• _Activity_: Repeat the data below exactly, with every entry included.

BEGIN Extracted data

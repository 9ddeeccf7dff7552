// SPDX-License-Identifier: Apache-2.0

use flume::{Receiver, Sender};

pub struct BoundedSender<T> {
    tx: Sender<T>,
}

/// Returned by [`BoundedSender::try_send`], handing the item back to the caller.
#[derive(Debug, PartialEq, Eq)]
pub enum TrySendError<T> {
    Full(T),
    Disconnected(T),
}

impl<T> BoundedSender<T> {
    /// Non-blocking send - fails immediately when the channel is at capacity.
    pub fn try_send(&self, item: T) -> Result<(), TrySendError<T>> {
        match self.tx.try_send(item) {
            Ok(()) => Ok(()),
            Err(flume::TrySendError::Full(item)) => Err(TrySendError::Full(item)),
            Err(flume::TrySendError::Disconnected(item)) => Err(TrySendError::Disconnected(item)),
        }
    }
}

impl<T> Clone for BoundedSender<T> {
    fn clone(&self) -> Self {
        Self {
            tx: self.tx.clone(),
        }
    }
}

pub struct BoundedReceiver<T> {
    rx: Receiver<T>,
}

impl<T> BoundedReceiver<T> {
    pub async fn next(&mut self) -> Option<T> {
        match self.rx.recv_async().await {
            Ok(item) => Some(item),
            Err(_e) => None, // disconnected
        }
    }

    /// Non-blocking receive - returns immediately.
    /// Returns None if no item is available or channel is disconnected.
    pub fn try_recv(&self) -> Option<T> {
        self.rx.try_recv().ok()
    }

    pub(crate) fn len(&self) -> usize {
        self.rx.len()
    }
}

pub fn bounded<T>(size: usize) -> (BoundedSender<T>, BoundedReceiver<T>) {
    let (tx, rx) = flume::bounded::<T>(size);

    let sender = BoundedSender { tx };
    let receiver = BoundedReceiver { rx };

    (sender, receiver)
}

END Extracted data

• _Output of the task_:
repository 9ddeeccf7dff7552
// SPDX-License-Identifier: Apache-2.0

use flume::{Receiver, Sender};

pub struct BoundedSender<T> {
    tx: Sender<T>,
}

/// Returned by [`BoundedSender::try_send`], handing the item back to the caller.
#[derive(Debug, PartialEq, Eq)]
pub enum TrySendError<T> {
    Full(T),
    Disconnected(T),
}

impl<T> BoundedSender<T> {
    /// Non-blocking send - fails immediately when the channel is at capacity.
    pub fn try_send(&self, item: T) -> Result<(), TrySendError<T>> {
        match self.tx.try_send(item) {
            Ok(()) => Ok(()),
            Err(flume::TrySendError::Full(item)) => Err(TrySendError::Full(item)),
            Err(flume::TrySendError::Disconnected(item)) => Err(TrySendError::Disconnected(item)),
        }
    }
}

impl<T> Clone for BoundedSender<T> {
    fn clone(&self) -> Self {
        Self {
            tx: self.tx.clone(),
        }
    }
}

pub struct BoundedReceiver<T> {
    rx: Receiver<T>,
}

impl<T> BoundedReceiver<T> {
    pub async fn next(&mut self) -> Option<T> {
        match self.rx.recv_async().await {
            Ok(item) => Some(item),
            Err(_e) => None, // disconnected
        }
    }

    /// Non-blocking receive - returns immediately.
    /// Returns None if no item is available or channel is disconnected.
    pub fn try_recv(&self) -> Option<T> {
        self.rx.try_recv().ok()
    }

    pub(crate) fn len(&self) -> usize {
        self.rx.len()
    }
}

pub fn bounded<T>(size: usize) -> (BoundedSender<T>, BoundedReceiver<T>) {
    let (tx, rx) = flume::bounded::<T>(size);

    let sender = BoundedSender { tx };
    let receiver = BoundedReceiver { rx };

    (sender, receiver)
}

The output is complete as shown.